LANSING – Senate Republicans coalesced Friday around Sen. Randy Richardville of Monroe as their choice for majority leader for the 2011-14 Senate term with Sen.-elect John Proos of St. Joseph dropping out of the race.

The Senate GOP will elect its leaders for the upcoming term Tuesday, but any remaining drama will likely involve the lower-level leadership posts with Richardville sewing up the majority leader post and Sen.-elect Arlan Meekhof of West Olive the apparent favorite for majority floor leader.

“I’m very excited to have the caucus united and moving in the same direction,” Richardville said. “As far as we’re concerned, there is only one team to talk about now and that’s the Senate majority.”

Friday’s developments, first reported by Gongwer News Service, also effectively cement Sen. Roger Kahn of Saginaw Township as the next Appropriations Committee chair. Both Kahn and Meekhof have Richardville’s backing.

Richardville will succeed outgoing Senate Majority Leader Mike Bishop (R-Rochester), who is leaving the Senate in January because of term limits.

The race to lead the Senate GOP caucus took several twists and turns after initially being extremely quiet. It started out as a three-person contest between Richardville, Sen. Mike Nofs of Battle Creek and Sen. Mark Jansen of Gaines Township. And there were rumblings that Proos had ambition for the job.

But as the word started to spread that Richardville was locking up more and more commitments, Jansen and Nofs decided to back Proos in hopes of combining support to mount a viable alternative to Richardville. Proos announced the names of six senators and senators-to-be publicly supporting him, but the following week, Richardville trumped him with nine names. That meant, once Senate Republicans won 26 seats in Tuesday’s elections, that Proos needed to convince seven of the nine uncommitted GOP senators to back him to get the 14 votes needed to win.

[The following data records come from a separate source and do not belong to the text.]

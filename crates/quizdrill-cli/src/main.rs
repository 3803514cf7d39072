//! quizdrill CLI — take quizzes and review attempts from the terminal.

use std::path::PathBuf;
use std::process;

use clap::{Parser, Subcommand};

mod commands;

#[derive(Parser)]
#[command(name = "quizdrill", version, about = "Dental-education quiz runner")]
struct Cli {
    /// Config file path
    #[arg(long, global = true)]
    config: Option<PathBuf>,

    /// Override the platform base URL
    #[arg(long, global = true)]
    base_url: Option<String>,

    /// Override the API token
    #[arg(long, global = true)]
    token: Option<String>,

    #[command(subcommand)]
    command: Commands,
}

#[derive(Subcommand)]
enum Commands {
    /// Take a quiz
    Take {
        /// Quiz id to attempt
        #[arg(long)]
        quiz: String,

        /// Comma-separated answers, positional; an empty segment skips the
        /// question. Omit for interactive mode.
        #[arg(long)]
        answers: Option<String>,

        /// Save the scored attempt as JSON
        #[arg(long)]
        out: Option<PathBuf>,

        /// Pass threshold for the summary; defaults to the quiz's own
        #[arg(long)]
        pass_threshold: Option<f64>,

        /// Learner id submitted with the attempt
        #[arg(long, default_value = "local")]
        user: String,
    },

    /// Show a scored attempt
    Results {
        /// Quiz id
        #[arg(long, requires = "attempt")]
        quiz: Option<String>,

        /// Attempt id to fetch from the platform
        #[arg(long, requires = "quiz")]
        attempt: Option<String>,

        /// Read the attempt from a JSON file instead
        #[arg(long, conflicts_with_all = ["quiz", "attempt"])]
        file: Option<PathBuf>,

        /// Pass threshold for the summary
        #[arg(long)]
        pass_threshold: Option<f64>,
    },

    /// Load and echo the effective configuration
    ValidateConfig,
}

#[tokio::main]
async fn main() {
    tracing_subscriber::fmt()
        .with_env_filter(
            tracing_subscriber::EnvFilter::from_default_env()
                .add_directive("quizdrill=info".parse().unwrap()),
        )
        .init();

    let cli = Cli::parse();
    let config = match commands::effective_config(
        cli.config.as_deref(),
        cli.base_url.clone(),
        cli.token.clone(),
    ) {
        Ok(config) => config,
        Err(e) => {
            eprintln!("Error: {e:#}");
            process::exit(1);
        }
    };

    let result = match cli.command {
        Commands::Take {
            quiz,
            answers,
            out,
            pass_threshold,
            user,
        } => commands::take::execute(config, quiz, answers, out, pass_threshold, user).await,
        Commands::Results {
            quiz,
            attempt,
            file,
            pass_threshold,
        } => commands::results::execute(config, quiz, attempt, file, pass_threshold).await,
        Commands::ValidateConfig => commands::validate_config::execute(config),
    };

    if let Err(e) = result {
        eprintln!("Error: {e:#}");
        process::exit(1);
    }
}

By Thursday night, Richardville said he had 16 commitments. Friday, Nofs, Proos and Richardville discussed the situation, and Proos announced his withdrawal from the race.

“As we look to the future of our state, our most important task as legislators is to work cooperatively with our colleagues and our new governor to put Michigan back on the track to prosperity,” Proos said in a statement. “With the best interests of the caucus in mind, we plan to unite with our colleagues behind Senator Randy Richardville to achieve this goal. This will be the first step toward creating a caucus environment that helps to reinvent Michigan.”

Proos did not return a message.

Richardville, 51, brings to the post four years of experience in the Senate and six in the House, where he served from 1999-2004. In his last term in the House, Richardville was the majority floor leader. In his first Senate term, he was chair of the Banking and Financial Institutions Committee.

Richardville also is one of the most successful legislative candidates of the term limits era. In 1998, he stunned Democrats by winning the 56th House District, despite what at the time was a 55 percent Democratic voting base. Then he survived a furious effort to unseat him in 2000.

He won his Senate term without great difficulty in 2006 and cruised to re-election Tuesday. This year, he and Kahn headed up candidate recruitment for Senate Republicans.

Like all legislative leadership changes, Richardville will mark a departure from Bishop’s tenure. Bishop was a down-the-line conservative who came out of the caucus’s right-flank. Richardville has shown more willingness to vote with Democrats during his legislative career – although those votes occurred more during his time in the House than the Senate when he was under the constant scrutiny of Democrats for any politically questionable votes.

As part of the House Republican leadership in 2003-04, he also was willing to cast some controversial votes for some major budget issues, such as when he was one of 13 Republicans to support a 75-cent per pack cigarette tax hike in 2004. In the Senate, there were fewer such instances. For example, Richardville opposed both the income tax hike, sales tax on services and voted against the workplace-smoking ban.

One prominent tea party activist, Wendy Day, had posted on her Facebook page yesterday that Senate Republicans should not support Richardville.

“Randy Richardville is a really nice guy, but his effective and subtle work with the MEA and other unions should disqualify from leadership,” she wrote. “Randy Richardville can’t serve two masters – the unions and the people.”

And Richardville was one of the few Senate Republicans who voiced openness, bordering on support, for the Detroit River International Crossing.

But there appeared to be no such worries among the rest of the Senate Republican caucus, which is overwhelmingly conservative.

Sen.-elect Jack Brandenburg (R-Harrison Twp.) said Richardville has both good leadership skills and good people skills.

“I liked Randy from the very first time I met him. My first two years, when he was (House) majority (floor) leader, Leon Drolet was my mentor, but Randy kind of took me under his wing,” Brandenburg said. “He basically always took care of me and pointed the right direction. I thought he was always a straight shooter. And the most important thing to me always was he was a team player.”